//! Launcher for the recursive language-model engine.
//!
//! The engine is an external Deno program. This crate finds it, merges caller
//! overrides over its bundled `rlm_config.yaml`, runs it with the query on
//! stdin, and returns the JSON document it writes. The split mirrors the
//! usual one:
//!
//! - **[`core`]**: Pure logic (config merge, command line, output interpretation).
//! - **[`io`]**: Side effects (engine lookup, `PATH` resolution, config files,
//!   process execution, transient files). Behind traits where tests need fakes.
//!
//! [`invoke`] ties both together into a single blocking call.

pub mod core;
pub mod error;
pub mod exit_codes;
pub mod invoke;
pub mod io;
pub mod logging;
#[cfg(any(test, feature = "test-support"))]
pub mod test_support;

pub use crate::core::config::{ConfigOverrides, RlmConfig};
pub use crate::error::{Error, Result};
pub use crate::invoke::{Rlm, RlmRequest, run};
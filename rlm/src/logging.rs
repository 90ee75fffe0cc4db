//! Diagnostic tracing for the launcher.
//!
//! Only the launcher's own events go through here. Engine output is either
//! inherited by the terminal or captured for error messages, and the engine
//! writes its run logs under `logs/` itself.

use tracing_subscriber::{EnvFilter, fmt, layer::SubscriberExt, util::SubscriberInitExt};

/// Initialize the tracing subscriber.
///
/// Reads `RUST_LOG`. Defaults to `warn` if unset.
/// Output: stderr, compact format, so stdout stays clean for results.
///
/// # Example
/// ```bash
/// RUST_LOG=rlm=debug rlm run "What is 2+2?"
/// ```
pub fn init() {
    let filter = EnvFilter::try_from_default_env().unwrap_or_else(|_| EnvFilter::new("warn"));

    tracing_subscriber::registry()
        .with(filter)
        .with(fmt::layer().with_writer(std::io::stderr).compact())
        .init();
}
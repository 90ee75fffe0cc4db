//! Command-line launcher for the recursive language-model engine.
//!
//! `rlm run` feeds a query to the engine and prints the JSON result on
//! stdout. `rlm defaults` and `rlm locate` inspect the installation.

use std::fs;
use std::io::Read;
use std::path::PathBuf;
use std::time::Duration;

use anyhow::{Context, Result, bail};
use clap::{Args, Parser, Subcommand};
use rlm::exit_codes;
use rlm::io::backend::DenoBackend;
use rlm::io::config_file::{load_config_mapping, load_default_config};
use rlm::io::locator::{EngineLocator, FixedEngineDir, InstallLayout};
use rlm::{ConfigOverrides, Rlm, RlmRequest};
use serde_yaml::{Mapping, Value};

#[derive(Parser)]
#[command(
    name = "rlm",
    version,
    about = "Run queries through the recursive language-model engine"
)]
struct Cli {
    #[command(subcommand)]
    command: Command,
}

#[derive(Subcommand)]
enum Command {
    /// Run a query and print the engine's JSON result.
    Run(RunArgs),
    /// Print the effective default config as YAML.
    Defaults(EngineDirArgs),
    /// Print the engine directory.
    Locate(EngineDirArgs),
}

#[derive(Args)]
struct EngineDirArgs {
    /// Use this engine directory instead of searching next to the binary.
    #[arg(long, env = "RLM_ENGINE_DIR")]
    engine_dir: Option<PathBuf>,
}

#[derive(Args)]
struct RunArgs {
    /// Query text, passed through as-is (empty is allowed). Read from stdin
    /// when omitted.
    query: Option<String>,

    /// Log filename prefix.
    #[arg(long)]
    prefix: Option<String>,

    /// YAML file with config overrides.
    #[arg(long)]
    config_file: Option<PathBuf>,

    /// Override a single config key, e.g. `--set max_depth=5`. Repeatable;
    /// applied after `--config-file`.
    #[arg(long = "set", value_name = "KEY=VALUE")]
    set: Vec<String>,

    /// Capture engine output instead of streaming it to the terminal.
    #[arg(short, long)]
    quiet: bool,

    /// Kill the engine after this many seconds.
    #[arg(long)]
    timeout_secs: Option<u64>,

    #[command(flatten)]
    engine: EngineDirArgs,
}

fn main() {
    rlm::logging::init();
    if let Err(err) = run() {
        eprintln!("{:#}", err);
        let code = err
            .downcast_ref::<rlm::Error>()
            .map_or(exit_codes::FAILURE, exit_codes::for_error);
        std::process::exit(code);
    }
}

fn run() -> Result<()> {
    let cli = Cli::parse();
    match cli.command {
        Command::Run(args) => cmd_run(args),
        Command::Defaults(args) => cmd_defaults(&args),
        Command::Locate(args) => cmd_locate(&args),
    }
}

fn cmd_run(args: RunArgs) -> Result<()> {
    let query = match args.query {
        Some(query) => query,
        None => {
            let mut buf = String::new();
            std::io::stdin()
                .read_to_string(&mut buf)
                .context("read query from stdin")?;
            buf
        }
    };
    let mut request = RlmRequest::new(query).with_verbose(!args.quiet);
    request.prefix = args.prefix;
    request.config = build_overrides(args.config_file.as_deref(), &args.set)?;
    request.timeout = args.timeout_secs.map(Duration::from_secs);

    // Resolve the runtime before anything touches the filesystem.
    let backend = DenoBackend::discover()?;
    let locator = engine_locator(&args.engine)?;
    let result = Rlm::new(&*locator, backend)?.run(&request)?;

    let payload = serde_json::to_string_pretty(&result).context("serialize result")?;
    println!("{payload}");
    Ok(())
}

fn cmd_defaults(args: &EngineDirArgs) -> Result<()> {
    let locator = engine_locator(args)?;
    let cfg = load_default_config(&&*locator);
    let payload = serde_yaml::to_string(&cfg).context("serialize defaults")?;
    print!("{payload}");
    Ok(())
}

fn cmd_locate(args: &EngineDirArgs) -> Result<()> {
    let dir = engine_locator(args)?.locate()?;
    println!("{}", dir.display());
    Ok(())
}

fn engine_locator(args: &EngineDirArgs) -> Result<Box<dyn EngineLocator>> {
    Ok(match &args.engine_dir {
        Some(dir) => Box::new(FixedEngineDir(dir.clone())),
        None => Box::new(InstallLayout::from_current_exe()?),
    })
}

/// Layer `--set` pairs over an optional overrides file. `None` when neither is given.
fn build_overrides(
    config_file: Option<&std::path::Path>,
    pairs: &[String],
) -> Result<Option<ConfigOverrides>> {
    if config_file.is_none() && pairs.is_empty() {
        return Ok(None);
    }

    let mut mapping = match config_file {
        Some(path) => {
            if !fs::metadata(path).is_ok_and(|meta| meta.is_file()) {
                bail!("config file not found: {}", path.display());
            }
            load_config_mapping(path)?
        }
        None => Mapping::new(),
    };
    for pair in pairs {
        let (key, value) = parse_set(pair)?;
        mapping.insert(Value::String(key), value);
    }
    Ok(Some(ConfigOverrides::Raw(mapping)))
}

/// Parse `key=value`; the value is read as a YAML scalar (`5` is a number).
fn parse_set(pair: &str) -> Result<(String, Value)> {
    let Some((key, raw)) = pair.split_once('=') else {
        bail!("expected KEY=VALUE, got `{pair}`");
    };
    let key = key.trim();
    if key.is_empty() {
        bail!("empty key in `{pair}`");
    }
    let value = match serde_yaml::from_str::<Value>(raw) {
        Ok(Value::Null) if !raw.trim().is_empty() => Value::Null,
        Ok(Value::Null) => Value::String(String::new()),
        Ok(value @ (Value::Bool(_) | Value::Number(_) | Value::String(_))) => value,
        _ => Value::String(raw.to_string()),
    };
    Ok((key.to_string(), value))
}

#[cfg(test)]
mod tests {
    use super::*;

    #[test]
    fn parse_run_with_overrides() {
        let cli = Cli::parse_from([
            "rlm",
            "run",
            "hello",
            "--prefix",
            "p",
            "--set",
            "max_depth=5",
            "--set",
            "sub_agent=x",
            "--quiet",
        ]);
        let Command::Run(args) = cli.command else {
            panic!("expected run");
        };
        assert_eq!(args.query.as_deref(), Some("hello"));
        assert_eq!(args.prefix.as_deref(), Some("p"));
        assert_eq!(args.set, vec!["max_depth=5", "sub_agent=x"]);
        assert!(args.quiet);
    }

    #[test]
    fn parse_set_reads_yaml_scalars() {
        assert_eq!(parse_set("max_depth=5").expect("int").1, Value::from(5));
        assert_eq!(
            parse_set("max_money_spent=2.5").expect("float").1,
            Value::from(2.5)
        );
        assert_eq!(
            parse_set("primary_agent=z-ai/glm-5").expect("str").1,
            Value::from("z-ai/glm-5")
        );
        assert_eq!(parse_set("note=").expect("empty").1, Value::from(""));
        assert_eq!(parse_set("list=[1, 2]").expect("seq").1, Value::from("[1, 2]"));
    }

    #[test]
    fn parse_set_rejects_missing_key() {
        assert!(parse_set("=5").is_err());
        assert!(parse_set("max_depth").is_err());
    }

    #[test]
    fn no_overrides_yields_none() {
        assert!(build_overrides(None, &[]).expect("build").is_none());
    }

    #[test]
    fn set_pairs_override_file_values() {
        let temp = tempfile::tempdir().expect("tempdir");
        let path = temp.path().join("overrides.yaml");
        fs::write(&path, "max_depth: 2\ntruncate_len: 10\n").expect("write");

        let overrides = build_overrides(Some(&path), &["max_depth=8".to_string()])
            .expect("build")
            .expect("some");
        let ConfigOverrides::Raw(mapping) = overrides else {
            panic!("expected raw overrides");
        };
        assert_eq!(mapping.get("max_depth"), Some(&Value::from(8)));
        assert_eq!(mapping.get("truncate_len"), Some(&Value::from(10)));
    }

    #[test]
    fn missing_overrides_file_is_an_error() {
        let temp = tempfile::tempdir().expect("tempdir");
        let err = build_overrides(Some(&temp.path().join("nope.yaml")), &[]).unwrap_err();
        assert!(err.to_string().contains("config file not found"));
    }
}
//! Stable exit codes for `rlm` CLI commands.

use crate::error::Error;

/// Command succeeded.
pub const OK: i32 = 0;
/// Any failure without a more specific code (bad arguments, I/O, malformed output).
pub const FAILURE: i32 = 1;
/// The engine directory could not be found.
pub const ENGINE_NOT_FOUND: i32 = 3;
/// `deno` is not on `PATH`.
pub const MISSING_DEPENDENCY: i32 = 4;
/// The engine exited without writing its output file.
pub const ENGINE_FAILURE: i32 = 5;
/// The engine finished but reported an error.
pub const ENGINE_REPORTED_ERROR: i32 = 6;
/// The engine was killed after the configured timeout.
pub const TIMED_OUT: i32 = 7;

/// Exit code for a library error.
pub fn for_error(err: &Error) -> i32 {
    match err {
        Error::NotFound { .. } => ENGINE_NOT_FOUND,
        Error::MissingDependency { .. } => MISSING_DEPENDENCY,
        Error::EngineFailure { .. } => ENGINE_FAILURE,
        Error::EngineReportedError(_) => ENGINE_REPORTED_ERROR,
        Error::TimedOut { .. } => TIMED_OUT,
        Error::Config(_) | Error::Io { .. } | Error::Json { .. } | Error::Yaml { .. } => FAILURE,
    }
}
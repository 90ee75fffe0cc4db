//! Test-only helpers: engine directory fixtures and an in-process backend.

use std::cell::RefCell;
use std::fs;
use std::path::{Path, PathBuf};

use serde_json::Value;
use tempfile::TempDir;

use crate::error::Result;
use crate::io::backend::{ComputeBackend, EngineExit, EngineRequest};
use crate::io::config_file::DEFAULT_CONFIG_FILE;
use crate::io::locator::{ENGINE_MARKER, FixedEngineDir};

/// Temporary layout with an engine directory and an empty scratch root.
pub struct EngineFixture {
    temp: TempDir,
}

impl EngineFixture {
    /// Create `engine/` (with marker and optional `rlm_config.yaml`) and `scratch/`.
    pub fn new(defaults: Option<&str>) -> std::io::Result<Self> {
        let temp = tempfile::tempdir()?;
        let fixture = Self { temp };
        fs::create_dir_all(fixture.engine_dir())?;
        fs::create_dir_all(fixture.scratch_root())?;
        fs::write(fixture.engine_dir().join(ENGINE_MARKER), "{}\n")?;
        if let Some(contents) = defaults {
            fs::write(fixture.engine_dir().join(DEFAULT_CONFIG_FILE), contents)?;
        }
        Ok(fixture)
    }

    pub fn root(&self) -> &Path {
        self.temp.path()
    }

    pub fn engine_dir(&self) -> PathBuf {
        self.temp.path().join("engine")
    }

    pub fn scratch_root(&self) -> PathBuf {
        self.temp.path().join("scratch")
    }

    pub fn locator(&self) -> FixedEngineDir {
        FixedEngineDir(self.engine_dir())
    }
}

/// Number of entries left under the fixture's scratch root.
pub fn scratch_entries(fixture: &EngineFixture) -> usize {
    fs::read_dir(fixture.scratch_root())
        .map(|entries| entries.count())
        .unwrap_or(0)
}

/// What a [`CannedBackend`] writes to the output path.
#[derive(Debug, Clone)]
pub enum CannedOutput {
    Json(Value),
    Raw(String),
    Nothing,
}

/// Backend that writes a fixed output file and records every request.
///
/// The merged config file is read during `invoke`, since it is gone by the
/// time the call returns.
#[derive(Debug)]
pub struct CannedBackend {
    output: CannedOutput,
    exit: EngineExit,
    requests: RefCell<Vec<EngineRequest>>,
    configs: RefCell<Vec<Option<String>>>,
}

impl CannedBackend {
    pub fn new(output: CannedOutput) -> Self {
        Self {
            output,
            exit: EngineExit {
                exit_code: Some(0),
                stderr: Some(String::new()),
                timed_out: false,
            },
            requests: RefCell::new(Vec::new()),
            configs: RefCell::new(Vec::new()),
        }
    }

    pub fn writing(document: Value) -> Self {
        Self::new(CannedOutput::Json(document))
    }

    pub fn raw(contents: &str) -> Self {
        Self::new(CannedOutput::Raw(contents.to_string()))
    }

    /// Exit with `exit_code` and `stderr` without writing any output.
    pub fn silent(exit_code: i32, stderr: &str) -> Self {
        let mut backend = Self::new(CannedOutput::Nothing);
        backend.exit = EngineExit {
            exit_code: Some(exit_code),
            stderr: Some(stderr.to_string()),
            timed_out: false,
        };
        backend
    }

    pub fn timing_out(mut self) -> Self {
        self.exit.timed_out = true;
        self.exit.exit_code = None;
        self
    }

    pub fn calls(&self) -> usize {
        self.requests.borrow().len()
    }

    pub fn requests(&self) -> Vec<EngineRequest> {
        self.requests.borrow().clone()
    }

    /// Contents of the config file passed to each call, if any.
    pub fn configs_seen(&self) -> Vec<Option<String>> {
        self.configs.borrow().clone()
    }
}

impl ComputeBackend for CannedBackend {
    fn invoke(&self, request: &EngineRequest) -> Result<EngineExit> {
        self.requests.borrow_mut().push(request.clone());
        let config = request
            .config_path
            .as_ref()
            .and_then(|path| fs::read_to_string(path).ok());
        self.configs.borrow_mut().push(config);

        let contents = match &self.output {
            CannedOutput::Json(value) => Some(value.to_string()),
            CannedOutput::Raw(text) => Some(text.clone()),
            CannedOutput::Nothing => None,
        };
        if let Some(contents) = contents {
            fs::write(&request.output_path, contents).map_err(|err| {
                crate::error::Error::io(
                    format!("write canned output {}", request.output_path.display()),
                    err,
                )
            })?;
        }
        Ok(self.exit.clone())
    }
}
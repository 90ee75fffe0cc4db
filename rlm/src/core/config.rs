//! Engine configuration record and the key-by-key override merge.

use serde::{Deserialize, Serialize};
use serde_yaml::{Mapping, Value};

use crate::error::{Error, Result};

/// Tunables understood by the engine (`rlm_config.yaml`).
///
/// Missing fields fall back to the hard-coded defaults below, and unknown keys
/// are ignored when a mapping is turned into a record.
#[derive(Debug, Clone, Serialize, Deserialize, PartialEq)]
#[serde(default)]
pub struct RlmConfig {
    /// Model used by the top-level agent.
    pub primary_agent: String,
    /// Model used for delegated sub-calls.
    pub sub_agent: String,
    /// Bound on recursive delegation depth.
    pub max_depth: u32,
    pub max_calls_per_subagent: u32,
    /// Characters kept when truncating intermediate text.
    pub truncate_len: u32,
    /// Spending ceiling for a single query, in dollars.
    pub max_money_spent: f64,
    /// Concurrency fan-out bound for child agents.
    pub max_parallel_children: u32,
    pub parallel_batch_window_ms: u64,
}

impl Default for RlmConfig {
    fn default() -> Self {
        Self {
            primary_agent: "z-ai/glm-5".to_string(),
            sub_agent: "minimax/minimax-m2.5".to_string(),
            max_depth: 3,
            max_calls_per_subagent: 20,
            truncate_len: 2000,
            max_money_spent: 1.0,
            max_parallel_children: 5,
            parallel_batch_window_ms: 100,
        }
    }
}

impl RlmConfig {
    pub fn validate(&self) -> Result<()> {
        if self.primary_agent.trim().is_empty() {
            return Err(Error::Config("primary_agent must be non-empty".to_string()));
        }
        if self.sub_agent.trim().is_empty() {
            return Err(Error::Config("sub_agent must be non-empty".to_string()));
        }
        if self.max_depth == 0 {
            return Err(Error::Config("max_depth must be > 0".to_string()));
        }
        if self.max_calls_per_subagent == 0 {
            return Err(Error::Config(
                "max_calls_per_subagent must be > 0".to_string(),
            ));
        }
        if self.truncate_len == 0 {
            return Err(Error::Config("truncate_len must be > 0".to_string()));
        }
        if !(self.max_money_spent.is_finite() && self.max_money_spent > 0.0) {
            return Err(Error::Config("max_money_spent must be > 0".to_string()));
        }
        if self.max_parallel_children == 0 {
            return Err(Error::Config("max_parallel_children must be > 0".to_string()));
        }
        Ok(())
    }

    /// Build a record from a raw mapping, ignoring keys outside the schema.
    pub fn from_mapping(mapping: &Mapping) -> Result<Self> {
        serde_yaml::from_value(Value::Mapping(mapping.clone()))
            .map_err(|err| Error::yaml("decode config record", err))
    }

    /// Every field of the record, in declaration order.
    pub fn to_mapping(&self) -> Result<Mapping> {
        match serde_yaml::to_value(self).map_err(|err| Error::yaml("encode config record", err))? {
            Value::Mapping(mapping) => Ok(mapping),
            other => Err(Error::Config(format!(
                "config record encoded as {other:?}, expected a mapping"
            ))),
        }
    }
}

/// Caller-supplied configuration layered over the bundled defaults.
#[derive(Debug, Clone, PartialEq)]
pub enum ConfigOverrides {
    /// A full record; every field overrides the bundled default.
    Record(RlmConfig),
    /// Raw keys, passed through verbatim (unknown keys included).
    Raw(Mapping),
}

impl ConfigOverrides {
    /// Flatten into the mapping that gets merged over the defaults.
    ///
    /// Records are validated first; raw mappings are not interpreted.
    pub fn to_mapping(&self) -> Result<Mapping> {
        match self {
            Self::Record(cfg) => {
                cfg.validate()?;
                cfg.to_mapping()
            }
            Self::Raw(mapping) => Ok(mapping.clone()),
        }
    }
}

impl From<RlmConfig> for ConfigOverrides {
    fn from(cfg: RlmConfig) -> Self {
        Self::Record(cfg)
    }
}

impl From<Mapping> for ConfigOverrides {
    fn from(mapping: Mapping) -> Self {
        Self::Raw(mapping)
    }
}

/// Shallow merge: override values win, default-only keys keep their position,
/// override-only keys are appended in override order.
pub fn merge_config(defaults: &Mapping, overrides: &Mapping) -> Mapping {
    let mut merged = defaults.clone();
    for (key, value) in overrides {
        merged.insert(key.clone(), value.clone());
    }
    merged
}
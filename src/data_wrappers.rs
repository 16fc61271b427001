/// Outgoing edge in an adjacency list, as consumed by `dijkstra`.
#[derive(Debug, Clone, Copy, PartialEq)]
pub struct Edge<T> {
    pub to: usize,
    pub cost: T,
}

impl<T> Edge<T> {
    pub fn new(to: usize, cost: T) -> Self {
        Edge { to, cost }
    }
}

/// Undirected weighted edge, as consumed and produced by `kruskal`.
#[derive(Debug, Clone, Copy, PartialEq)]
pub struct WeightedEdge<T> {
    pub from: usize,
    pub to: usize,
    pub weight: T,
}

impl<T> WeightedEdge<T> {
    pub fn new(from: usize, to: usize, weight: T) -> Self {
        WeightedEdge { from, to, weight }
    }
}

/// The edges chosen by `kruskal` and their summed weight.
#[derive(Debug, Clone, PartialEq)]
pub struct SpanningForest<T> {
    pub edges: Vec<WeightedEdge<T>>,
    pub total_weight: T,
}

impl<T> SpanningForest<T> {
    /// Whether the forest is a single tree spanning all `n` vertices.
    pub fn is_connected(&self, n: usize) -> bool {
        n <= 1 || self.edges.len() + 1 == n
    }
}
use crate::ClavisError;

/// Binary max-heap stored in a dense vector, where every element at `i` is at least as large as
/// its children at `2i + 1` and `2i + 2`.
///
/// # Examples
/// ```
///use clavis::MaxHeap;
///
///let mut heap = MaxHeap::new();
///heap.push(5);
///heap.push(10);
///heap.push(3);
///assert_eq!(&10, heap.top().unwrap());
///assert_eq!(10, heap.pop().unwrap());
///assert_eq!(&5, heap.top().unwrap());
/// ```
#[derive(Debug, Clone, PartialEq)]
pub struct MaxHeap<T> {
    data: Vec<T>,
}

impl<T: PartialOrd> MaxHeap<T> {

    pub fn new() -> Self {
        MaxHeap { data: Vec::new() }
    }

    /// Builds a heap from arbitrary values in O(n) by sifting down every internal node.
    pub fn from_vec(data: Vec<T>) -> Self {
        let mut heap = MaxHeap { data };
        for idx in (0..heap.data.len() / 2).rev() {
            heap.sift_down(idx);
        }
        heap
    }

    /// Appends `value` and sifts it up while it exceeds its parent. O(log n).
    pub fn push(&mut self, value: T) {
        self.data.push(value);
        self.sift_up(self.data.len() - 1);
    }

    /// Removes and returns the largest element. The last element takes the root's place and
    /// is sifted down. O(log n).
    pub fn pop(&mut self) -> Result<T, ClavisError> {
        if self.data.is_empty() {
            return Err(ClavisError::EmptyContainer(String::from("Cannot pop from an empty heap")));
        }
        let top = self.data.swap_remove(0);
        if !self.data.is_empty() {
            self.sift_down(0);
        }
        Ok(top)
    }

    /// The largest element, without removing it.
    pub fn top(&self) -> Result<&T, ClavisError> {
        self.data.first().ok_or_else(|| {
            ClavisError::EmptyContainer(String::from("An empty heap has no top element"))
        })
    }

    pub fn len(&self) -> usize {
        self.data.len()
    }

    pub fn is_empty(&self) -> bool {
        self.data.is_empty()
    }

    /// Drains the heap into ascending order.
    pub fn into_sorted_vec(mut self) -> Vec<T> {
        let mut sorted = Vec::with_capacity(self.data.len());
        while let Ok(value) = self.pop() {
            sorted.push(value);
        }
        sorted.reverse();
        sorted
    }

    fn sift_up(&mut self, mut idx: usize) {
        while idx > 0 {
            let parent = (idx - 1) / 2;
            if self.data[idx] > self.data[parent] {
                self.data.swap(idx, parent);
                idx = parent;
            } else {
                break;
            }
        }
    }

    fn sift_down(&mut self, mut idx: usize) {
        let len = self.data.len();
        loop {
            let left_child = 2 * idx + 1;
            let right_child = 2 * idx + 2;
            let mut largest = idx;

            if left_child < len && self.data[left_child] > self.data[largest] {
                largest = left_child;
            }
            if right_child < len && self.data[right_child] > self.data[largest] {
                largest = right_child;
            }
            if largest == idx {
                break;
            }
            self.data.swap(idx, largest);
            idx = largest;
        }
    }
}

impl<T: PartialOrd> Default for MaxHeap<T> {
    fn default() -> Self {
        Self::new()
    }
}

impl<T: PartialOrd> FromIterator<T> for MaxHeap<T> {
    fn from_iter<I: IntoIterator<Item = T>>(iter: I) -> Self {
        Self::from_vec(iter.into_iter().collect())
    }
}
use crate::data_wrappers::{SpanningForest, WeightedEdge};
use crate::validation::IndexValidator;
use crate::{ClavisError, UnionFind};
use num_traits::Num;
use std::cmp::Ordering;

/// Minimum spanning forest over the vertices `0..n` by Kruskal's algorithm: edges are taken in
/// order of weight (ties keep their input order) whenever they join two different trees, until
/// `n - 1` edges have been taken.
///
/// # Returns
/// * The chosen edges in the order they were taken and their total weight. For a disconnected
///   graph this is a spanning tree of each component. An error is returned if any edge
///   endpoint is not in `[0, n)`, or if a weight cannot be ordered (NaN).
///
/// # Examples
/// ```
///use clavis::{kruskal, WeightedEdge};
///
///let edges = vec![
///    WeightedEdge::new(0, 1, 1),
///    WeightedEdge::new(0, 2, 2),
///    WeightedEdge::new(2, 3, 3),
///    WeightedEdge::new(1, 3, 4),
///];
///let forest = kruskal(4, &edges).unwrap();
///assert_eq!(6, forest.total_weight);
///assert!(forest.is_connected(4));
/// ```
pub fn kruskal<T>(n: usize, edges: &[WeightedEdge<T>]) -> Result<SpanningForest<T>, ClavisError>
where
    T: Num + PartialOrd + Copy,
{
    let validator = IndexValidator::new(n, "Kruskal vertex");
    for edge in edges {
        validator.validate_pair(edge.from, edge.to)?;
        if edge.weight.partial_cmp(&edge.weight).is_none() {
            return Err(ClavisError::InvalidWeight(format!(
                "Edge {} - {} has a weight that cannot be ordered", edge.from, edge.to
            )));
        }
    }

    let mut sorted_edges = edges.to_vec();
    sort_edges_by_weight(&mut sorted_edges);

    let mut union_find = UnionFind::new(n);
    let mut forest = SpanningForest { edges: Vec::new(), total_weight: T::zero() };
    for edge in sorted_edges {
        if forest.edges.len() + 1 >= n {
            break;
        }
        if union_find.unite(edge.from, edge.to)? {
            forest.total_weight = forest.total_weight + edge.weight;
            forest.edges.push(edge);
        }
    }
    log::debug!("Spanning forest over {n} vertices has {} edges", forest.edges.len());
    Ok(forest)
}

fn sort_edges_by_weight<T: PartialOrd>(edges: &mut [WeightedEdge<T>]) {
    edges.sort_by(|a, b| a.weight.partial_cmp(&b.weight).unwrap_or(Ordering::Equal));
}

.....

**Exercise aim**
All that is wanted is the stretch of lines above from the one containing "let backend = DenoBackend::discover()?;" through the one containing "let locator = engine_locator(args)?;", duplicated exactly.

**Exercise answer**
    let backend = DenoBackend::discover()?;
    let locator = engine_locator(&args.engine)?;
    let result = Rlm::new(&*locator, backend)?.run(&request)?;

    let payload = serde_json::to_string_pretty(&result).context("serialize result")?;
    println!("{payload}");
    Ok(())
}

fn cmd_defaults(args: &EngineDirArgs) -> Result<()> {
    let locator = engine_locator(args)?;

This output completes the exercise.